You'll need a newer kernel than is currently in debian stable as well, but that is actually quite easy to build and install. Building mesa I don't know about, but it will have many more dependencies and could be a lot of work.
Thx for the reply!
My AHS version includes the 6.13.7-2 kernel, but the testing repo (MX anyway) doesn't show a newer version of Mesa.
Ok, it didn't seem clear if you were on Debian 12 or MX. I'm not sure what the relationship between them is, but mesa 25 seems to be in trixie only since 13 march.
Maybe you could use that package from debian testing on the MX version of testing if you wanted to live dangerously.

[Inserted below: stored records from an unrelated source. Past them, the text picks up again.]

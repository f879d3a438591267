//! Individually identified members
//!
//! The tier listing, the department listing and the priority ranking share
//! one row shape and one query builder. Filters are always bound parameters.

use super::error::{stored_tier, AggregationError};
use crate::pagination::{Page, Paging, MAX_LIMIT};
use carerisk_common::{PredictionWindow, RiskTier, RoiCategory};
use serde::Serialize;
use sqlx::{FromRow, QueryBuilder, Sqlite, SqlitePool};
use std::collections::BTreeSet;
use tracing::debug;

const MEMBER_COLUMNS: &str = r#"
    SELECT
        p.patient_id AS id,
        p.external_id AS external_id,
        p.age AS age,
        p.gender AS gender,
        p.annual_cost AS annual_cost,
        d.department_name AS department,
        d.department_code AS dept_code,
        pred.risk_score AS risk_score,
        pred.risk_tier AS risk_tier,
        pred.tier_label AS tier_label,
        fp.window_cost AS estimated_cost,
        fp.intervention_cost AS intervention_cost,
        fp.expected_savings AS expected_savings,
        fp.net_benefit AS net_benefit,
        fp.roi_percent AS roi_percent
    FROM patients p
    LEFT JOIN departments d ON d.department_id = p.department_id
    INNER JOIN predictions pred ON pred.patient_id = p.patient_id
    INNER JOIN financial_projections fp ON fp.prediction_id = pred.prediction_id
"#;

/// One member with their prediction and projection for a window
///
/// Chronic condition lists belong to patient records and are not part of
/// this row.
#[derive(Debug, Clone, PartialEq, Serialize)]
#[serde(rename_all = "camelCase")]
pub struct MemberRecord {
    pub id: i64,
    pub external_id: String,
    pub name: String,
    pub age: Option<i64>,
    pub gender: Option<String>,
    pub annual_cost: f64,
    pub department: Option<String>,
    pub dept_code: Option<String>,
    pub risk_score: f64,
    pub risk_tier: RiskTier,
    pub tier_label: String,
    pub estimated_cost: f64,
    pub intervention_cost: f64,
    pub expected_savings: f64,
    pub net_benefit: f64,
    pub roi_percent: Option<f64>,
    pub roi_category: RoiCategory,
}

#[derive(Debug, FromRow)]
struct MemberRow {
    id: i64,
    external_id: String,
    age: Option<i64>,
    gender: Option<String>,
    annual_cost: f64,
    department: Option<String>,
    dept_code: Option<String>,
    risk_score: f64,
    risk_tier: i64,
    tier_label: String,
    estimated_cost: f64,
    intervention_cost: f64,
    expected_savings: f64,
    net_benefit: f64,
    roi_percent: Option<f64>,
}

impl TryFrom<MemberRow> for MemberRecord {
    type Error = AggregationError;

    fn try_from(row: MemberRow) -> Result<Self, Self::Error> {
        Ok(MemberRecord {
            id: row.id,
            name: format!("Patient {}", row.external_id),
            external_id: row.external_id,
            age: row.age,
            gender: row.gender,
            annual_cost: row.annual_cost,
            department: row.department,
            dept_code: row.dept_code,
            risk_score: row.risk_score,
            risk_tier: stored_tier(row.risk_tier)?,
            tier_label: row.tier_label,
            estimated_cost: row.estimated_cost,
            intervention_cost: row.intervention_cost,
            expected_savings: row.expected_savings,
            net_benefit: row.net_benefit,
            roi_percent: row.roi_percent,
            roi_category: RoiCategory::from_roi_percent(row.roi_percent),
        })
    }
}

/// Filters for a member listing
#[derive(Debug, Clone, PartialEq, Eq)]
pub struct MemberQuery {
    pub window: PredictionWindow,
    /// Exact tiers to include; empty means every tier
    pub tiers: BTreeSet<RiskTier>,
    /// Exact department name
    pub department: Option<String>,
    pub paging: Paging,
}

impl MemberQuery {
    pub fn new(window: PredictionWindow, paging: Paging) -> Self {
        Self {
            window,
            tiers: BTreeSet::new(),
            department: None,
            paging,
        }
    }

    pub fn with_tiers(mut self, tiers: impl IntoIterator<Item = RiskTier>) -> Self {
        self.tiers = tiers.into_iter().collect();
        self
    }

    pub fn in_department(mut self, department: impl Into<String>) -> Self {
        self.department = Some(department.into());
        self
    }

    fn build(&self) -> QueryBuilder<'static, Sqlite> {
        let mut builder = QueryBuilder::new(MEMBER_COLUMNS);

        builder
            .push(" WHERE pred.prediction_window = ")
            .push_bind(self.window.as_key())
            .push(" AND p.is_active = 1 AND pred.is_active = 1");

        if let Some(department) = &self.department {
            builder
                .push(" AND d.department_name = ")
                .push_bind(department.clone());
        }

        if !self.tiers.is_empty() {
            builder.push(" AND pred.risk_tier IN (");
            let mut tiers = builder.separated(", ");
            for tier in &self.tiers {
                tiers.push_bind(tier.value());
            }
            tiers.push_unseparated(")");
        }

        builder
            .push(" ORDER BY pred.risk_score DESC, p.patient_id ASC LIMIT ")
            .push_bind(self.paging.limit)
            .push(" OFFSET ")
            .push_bind(self.paging.offset);

        builder
    }
}

/// Members matching `query`, highest risk score first
pub async fn list_members(
    pool: &SqlitePool,
    query: &MemberQuery,
) -> Result<Page<MemberRecord>, AggregationError> {
    let mut builder = query.build();
    let rows = builder
        .build_query_as::<MemberRow>()
        .fetch_all(pool)
        .await?;

    let members = rows
        .into_iter()
        .map(MemberRecord::try_from)
        .collect::<Result<Vec<_>, _>>()?;

    debug!(
        window = %query.window,
        tiers = ?query.tiers,
        department = ?query.department,
        rows = members.len(),
        "Listed members"
    );

    Ok(Page::new(query.paging, members))
}

/// Members of one named department
pub async fn list_department_members(
    pool: &SqlitePool,
    department: &str,
    window: PredictionWindow,
    tiers: BTreeSet<RiskTier>,
    paging: Paging,
) -> Result<Page<MemberRecord>, AggregationError> {
    if department.trim().is_empty() {
        return Err(AggregationError::InvalidInput(
            "department name is required".to_string(),
        ));
    }

    let query = MemberQuery::new(window, paging)
        .with_tiers(tiers)
        .in_department(department);
    list_members(pool, &query).await
}

/// High-risk members with positive ROI, largest net benefit first
pub async fn priority_members(
    pool: &SqlitePool,
    window: PredictionWindow,
    limit: i64,
) -> Result<Vec<MemberRecord>, AggregationError> {
    let rows = sqlx::query_as::<_, MemberRow>(&format!(
        "{} WHERE pred.prediction_window = ?
           AND p.is_active = 1
           AND pred.is_active = 1
           AND pred.risk_tier >= 4
           AND fp.roi_percent > 0
         ORDER BY fp.net_benefit DESC, p.patient_id ASC
         LIMIT ?",
        MEMBER_COLUMNS
    ))
    .bind(window.as_key())
    .bind(limit.clamp(1, MAX_LIMIT))
    .fetch_all(pool)
    .await?;

    rows.into_iter().map(MemberRecord::try_from).collect()
}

I may have described my situation poorly to explain the MX relationship with Debian 12. The base is Debian 12 Bookworm:
Yeah, I see that MX test is not based on current debian testing (trixie) but also bookworm. So I guess you'll not find the package in MX repos until it makes it into AHS. Apparently there's a PPA that some people use, that might work.
Thx again for the reply. Adding PPA's is pointed to as a no-no for Debian stable, otherwise I would add it in a heartbeat.
One more idea... If you're willing to temporarily add the Debian testing "deb-src" repository to your sources.list, which should be slightly safer, then there's a chance that this might work: https://wiki.debian.org/SimpleBackportCreation
Seems not completely crazy, unless MX has its own way to do that.